我が家の妖怪様
「矢倉啓太、水神の守護者を持つ水の術者や。皆さんよろしゅうに」

 そう言うとまた帽子を深く被り直し、俺を見つめた。俺を見つめる啓太の前に、水神の守護者が現れると結界を修復したと言った。

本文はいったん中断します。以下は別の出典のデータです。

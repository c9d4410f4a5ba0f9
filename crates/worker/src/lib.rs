//! Per-lane worker pool.
//!
//! Each lane runs a fixed number of single-concurrency execution loops
//! (default one, since each loop owns exclusive use of one accelerator
//! context). A loop claims one job at a time from the broker, executes
//! the transform under the resource guard, uploads the output, and is
//! the sole writer of that job's status transitions.

pub mod config;
pub mod pool;
pub mod runner;

pub use config::WorkerConfig;
pub use pool::{WorkerDeps, WorkerPool};
pub use runner::LaneRunner;
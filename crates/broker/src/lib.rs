//! Broker channel boundary: named-lane FIFO delivery with ack/nack.
//!
//! The orchestration core talks to its message transport only through the
//! [`BrokerChannel`] trait. The in-memory implementation in [`memory`] is
//! the default wiring; losing its backing store on process restart is an
//! accepted failure mode.

pub mod channel;
pub mod memory;

pub use channel::{BrokerChannel, BrokerError, Delivery, DeliveryTag};
pub use memory::InMemoryBroker;
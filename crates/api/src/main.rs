use std::net::SocketAddr;
use std::sync::Arc;
use std::time::{Duration, Instant};

use axum::http::header::{AUTHORIZATION, CONTENT_TYPE};
use axum::http::{HeaderName, Method, StatusCode};
use axum::Router;
use tower_http::catch_panic::CatchPanicLayer;
use tower_http::cors::CorsLayer;
use tower_http::request_id::{MakeRequestUuid, PropagateRequestIdLayer, SetRequestIdLayer};
use tower_http::timeout::TimeoutLayer;
use tower_http::trace::{DefaultMakeSpan, DefaultOnResponse, TraceLayer};
use tracing::Level;
use tracing_subscriber::{layer::SubscriberExt, util::SubscriberInitExt};

use pixelift_api::config::ServerConfig;
use pixelift_api::dispatch::Dispatcher;
use pixelift_api::ratelimit::RateLimiter;
use pixelift_api::routes;
use pixelift_api::state::AppState;
use pixelift_broker::{BrokerChannel, InMemoryBroker};
use pixelift_cloud::{MemoryProvider, S3Config, S3Provider, StorageProvider};
use pixelift_core::lane::LaneLimits;
use pixelift_engine::{RemoteAccelerator, RemoteEngine, ResourceGuard, Transform};
use pixelift_store::{ReaperConfig, ResultStore, StoreReaper};
use pixelift_worker::{WorkerConfig, WorkerDeps, WorkerPool};

#[tokio::main]
async fn main() {
    dotenvy::dotenv().ok();

    // --- Tracing ---
    tracing_subscriber::registry()
        .with(
            tracing_subscriber::EnvFilter::try_from_default_env()
                .unwrap_or_else(|_| "pixelift=debug,tower_http=debug".into()),
        )
        .with(tracing_subscriber::fmt::layer())
        .init();

    // --- Configuration ---
    let config = ServerConfig::from_env();
    tracing::info!(host = %config.host, port = %config.port, "Loaded server configuration");

    // --- Broker and result store ---
    let broker = Arc::new(InMemoryBroker::with_nack_delay(Duration::from_millis(
        config.nack_delay_ms,
    )));
    let store = Arc::new(ResultStore::new());

    // --- Inference engine ---
    let http_client = reqwest::Client::new();
    let engine: Arc<dyn Transform> = Arc::new(RemoteEngine::with_client(
        http_client,
        config.inference_url.clone(),
    ));
    let guard = Arc::new(ResourceGuard::new(Arc::new(RemoteAccelerator::new(
        config.inference_url.clone(),
    ))));
    tracing::info!(inference_url = %config.inference_url, "Inference engine configured");

    // --- Output storage ---
    let storage: Arc<dyn StorageProvider> = match &config.s3_bucket {
        Some(bucket) => {
            let provider = S3Provider::from_env(S3Config {
                bucket: bucket.clone(),
                public_base_url: config.s3_public_base_url.clone(),
            })
            .await
            .expect("Failed to initialize S3 storage");
            tracing::info!(bucket = %bucket, "S3 storage provider configured");
            Arc::new(provider)
        }
        None => {
            tracing::warn!("S3_BUCKET not set; storing outputs in memory (development only)");
            Arc::new(MemoryProvider::new())
        }
    };

    // --- Store reaper ---
    let reaper_cancel = tokio_util::sync::CancellationToken::new();
    let reaper = StoreReaper::new(Arc::clone(&store), ReaperConfig::default());
    let reaper_handle = tokio::spawn(reaper.run(reaper_cancel.clone()));

    // --- Worker pool ---
    let worker_config = WorkerConfig {
        max_retries: config.worker_max_retries,
        ..Default::default()
    };
    let pool = WorkerPool::start(
        worker_config,
        WorkerDeps {
            broker: Arc::clone(&broker) as Arc<dyn BrokerChannel>,
            store: Arc::clone(&store),
            engine,
            storage,
            guard,
        },
    );
    tracing::info!("Worker pool started");

    // --- CORS ---
    let cors = build_cors_layer(&config);

    // --- App state ---
    let dispatcher = Arc::new(Dispatcher::new(
        Arc::clone(&broker) as Arc<dyn BrokerChannel>,
        Arc::clone(&store),
        LaneLimits::default(),
    ));
    let rate_limiter = Arc::new(RateLimiter::new(
        config.rate_limit_max_requests,
        Duration::from_secs(config.rate_limit_window_secs),
    ));
    let state = AppState {
        config: Arc::new(config.clone()),
        dispatcher,
        store: Arc::clone(&store),
        rate_limiter,
        started_at: Instant::now(),
    };

    // --- Request ID header name ---
    let request_id_header = HeaderName::from_static("x-request-id");

    // --- Router ---
    let app = Router::new()
        // Health check at root level (not under /api/v1).
        .merge(routes::health::router())
        // API v1 routes.
        .nest("/api/v1", routes::api_routes(state.clone()))
        // -- Middleware stack (applied bottom-up) --
        // Panic recovery: catch panics and return 500 JSON.
        .layer(CatchPanicLayer::new())
        // Request timeout.
        .layer(TimeoutLayer::with_status_code(
            StatusCode::REQUEST_TIMEOUT,
            Duration::from_secs(config.request_timeout_secs),
        ))
        // Propagate request ID to response.
        .layer(PropagateRequestIdLayer::new(request_id_header.clone()))
        // Structured request/response tracing.
        .layer(
            TraceLayer::new_for_http()
                .make_span_with(DefaultMakeSpan::new().level(Level::INFO))
                .on_response(DefaultOnResponse::new().level(Level::INFO)),
        )
        // Set request ID on incoming requests.
        .layer(SetRequestIdLayer::new(request_id_header, MakeRequestUuid))
        // CORS.
        .layer(cors)
        // Shared state.
        .with_state(state);

    // --- Start server ---
    let addr = SocketAddr::new(
        config.host.parse().expect("Invalid HOST address"),
        config.port,
    );
    tracing::info!(%addr, "Starting server");

    let listener = tokio::net::TcpListener::bind(addr)
        .await
        .expect("Failed to bind to address");

    axum::serve(
        listener,
        app.into_make_service_with_connect_info::<SocketAddr>(),
    )
    .with_graceful_shutdown(shutdown_signal())
    .await
    .expect("Server error");

    // --- Post-shutdown cleanup ---
    tracing::info!("Server stopped accepting connections, cleaning up");

    // Drain worker loops first; they may have in-flight jobs.
    pool.shutdown().await;
    tracing::info!("Worker pool shut down");

    reaper_cancel.cancel();
    let _ = tokio::time::timeout(Duration::from_secs(5), reaper_handle).await;
    tracing::info!("Store reaper stopped");

    tracing::info!("Graceful shutdown complete");
}

/// Wait for a termination signal to initiate graceful shutdown.
///
/// Handles both SIGINT (Ctrl-C) and SIGTERM (on Unix) so the server
/// shuts down cleanly whether stopped interactively or by a process
/// manager (e.g. systemd, Docker, Kubernetes).
async fn shutdown_signal() {
    let ctrl_c = async {
        tokio::signal::ctrl_c()
            .await
            .expect("Failed to install Ctrl-C handler");
    };

    #[cfg(unix)]
    let terminate = async {
        tokio::signal::unix::signal(tokio::signal::unix::SignalKind::terminate())
            .expect("Failed to install SIGTERM handler")
            .recv()
            .await;
    };

    #[cfg(not(unix))]
    let terminate = std::future::pending::<()>();

    tokio::select! {
        () = ctrl_c => {
            tracing::info!("Received SIGINT (Ctrl-C), starting graceful shutdown");
        }
        () = terminate => {
            tracing::info!("Received SIGTERM, starting graceful shutdown");
        }
    }
}

/// Build the CORS middleware layer from server configuration.
///
/// Panics at startup if any configured origin is invalid, which is the
/// desired behaviour -- we want misconfiguration to fail fast.
fn build_cors_layer(config: &ServerConfig) -> CorsLayer {
    let origins: Vec<_> = config
        .cors_origins
        .iter()
        .map(|o| {
            o.parse()
                .unwrap_or_else(|e| panic!("Invalid CORS origin '{o}': {e}"))
        })
        .collect();

    CorsLayer::new()
        .allow_origin(origins)
        .allow_methods([Method::GET, Method::POST])
        .allow_headers([CONTENT_TYPE, AUTHORIZATION])
        .allow_credentials(true)
        .max_age(Duration::from_secs(3600))
}
//! In-memory storage provider for tests and credential-less local runs.

use std::collections::HashMap;

use async_trait::async_trait;
use tokio::sync::RwLock;

use crate::provider::{StorageError, StorageProvider};

/// Stores uploads in a process-local map and returns `memory://` URLs.
#[derive(Default)]
pub struct MemoryProvider {
    objects: RwLock<HashMap<String, Vec<u8>>>,
}

impl MemoryProvider {
    pub fn new() -> Self {
        Self::default()
    }

    /// Retrieve a stored object by path.
    pub async fn get(&self, path: &str) -> Option<Vec<u8>> {
        self.objects.read().await.get(path).cloned()
    }

    /// Number of stored objects.
    pub async fn len(&self) -> usize {
        self.objects.read().await.len()
    }

    pub async fn is_empty(&self) -> bool {
        self.objects.read().await.is_empty()
    }
}

#[async_trait]
impl StorageProvider for MemoryProvider {
    async fn upload(
        &self,
        bytes: &[u8],
        path: &str,
        _content_type: &str,
    ) -> Result<String, StorageError> {
        self.objects
            .write()
            .await
            .insert(path.to_string(), bytes.to_vec());
        Ok(format!("memory://{path}"))
    }
}

// ---------------------------------------------------------------------------
// Tests
// ---------------------------------------------------------------------------
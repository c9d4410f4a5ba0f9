//! Background reaper for the result store.
//!
//! A single long-lived Tokio task that periodically sweeps the store:
//! evicting records past the retention window and force-failing jobs
//! stuck in `processing` past the hard timeout.

use std::sync::Arc;
use std::time::Duration;

use tokio_util::sync::CancellationToken;

use crate::store::ResultStore;

/// Retention and timeout policy for the reaper.
#[derive(Debug, Clone, Copy)]
pub struct ReaperConfig {
    /// How long any record is kept before eviction (default 24h).
    pub retention: Duration,
    /// Hard ceiling on time spent in `processing` (default 120s,
    /// matching the client-facing timeout expectation).
    pub processing_timeout: Duration,
    /// How often to sweep.
    pub sweep_interval: Duration,
}

impl Default for ReaperConfig {
    fn default() -> Self {
        Self {
            retention: Duration::from_secs(24 * 60 * 60),
            processing_timeout: Duration::from_secs(120),
            sweep_interval: Duration::from_secs(10),
        }
    }
}

/// Background sweep loop over a shared [`ResultStore`].
pub struct StoreReaper {
    store: Arc<ResultStore>,
    config: ReaperConfig,
}

impl StoreReaper {
    pub fn new(store: Arc<ResultStore>, config: ReaperConfig) -> Self {
        Self { store, config }
    }

    /// Run the sweep loop until the cancellation token is triggered.
    pub async fn run(self, cancel: CancellationToken) {
        let mut ticker = tokio::time::interval(self.config.sweep_interval);
        tracing::info!(
            retention_secs = self.config.retention.as_secs(),
            processing_timeout_secs = self.config.processing_timeout.as_secs(),
            "Store reaper started",
        );

        loop {
            tokio::select! {
                _ = cancel.cancelled() => {
                    tracing::info!("Store reaper shutting down");
                    break;
                }
                _ = ticker.tick() => {
                    let stats = self
                        .store
                        .sweep(self.config.retention, self.config.processing_timeout)
                        .await;
                    if stats.evicted > 0 || stats.timed_out > 0 {
                        tracing::info!(
                            evicted = stats.evicted,
                            timed_out = stats.timed_out,
                            "Reaper sweep finished",
                        );
                    }
                }
            }
        }
    }
}

// ---------------------------------------------------------------------------
// Tests
// ---------------------------------------------------------------------------
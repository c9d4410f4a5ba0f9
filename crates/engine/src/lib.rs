//! Transform capability boundary and accelerator resource guard.
//!
//! The orchestration layer treats the pixel-level transform as an opaque
//! capability behind the [`Transform`] trait. [`remote::RemoteEngine`]
//! defers to an inference sidecar over HTTP; [`guard::ResourceGuard`]
//! serializes access to the scarce accelerator context and drops its
//! cached allocations between jobs.

pub mod guard;
pub mod remote;
pub mod transform;

pub use guard::{AcceleratorContext, AcceleratorPermit, NoopAccelerator, ResourceGuard};
pub use remote::{RemoteAccelerator, RemoteEngine};
pub use transform::{Transform, TransformError, TransformErrorKind, TransformOutput};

「啓太! お前は勘当したと親父さんから聞いておるぞ!」

 啓太を知る爺さんが声を挙げ言えば、啓太は呆れた顔をして爺さんに術を掛けた。

「ぐっ…!」
「爺さん、真実は曲げて教えたらあかんよ?」

 水溜まりを頭にだけ被せ、まるで溺れるようにじたばたと動く爺さんを助けようと、周りにいた術者が啓太に向かい技を掛けるも、啓太は爺さんを盾にして技を上手いこと避けていた。

「止めろよ! 爺さん離せよ!」

 俺は声を荒げ出すと、風を起こし啓太に向け飛ばした。啓太は不適に笑うと、水の盾を創り上手く風を避けた。

「泰葉! 風雅!」

 俺は二人に啓太から爺さんを救うよう命令した。風雅が技を啓太に仕掛けた隙に、泰葉が爺さんを助け出す。上手く連携さえ取れれば、この二人なら出来る。
 二人が啓太に飛び掛かる瞬間、水神の守護者が風雅の足を水の鎖で繋ぎ止めた。そして啓太が呪文を唱えると、泰葉の動きが止まった。

「なっ!?」
「ふんっ、新参者が」

 そう捨て台詞を吐くと、爺さんを離し守護者と共に俺達の目の前から姿を消した。爺さんは咳をしながら、あの二人を追えと術者達に命令すると、親父達の手を借り会場へと歩いて行った。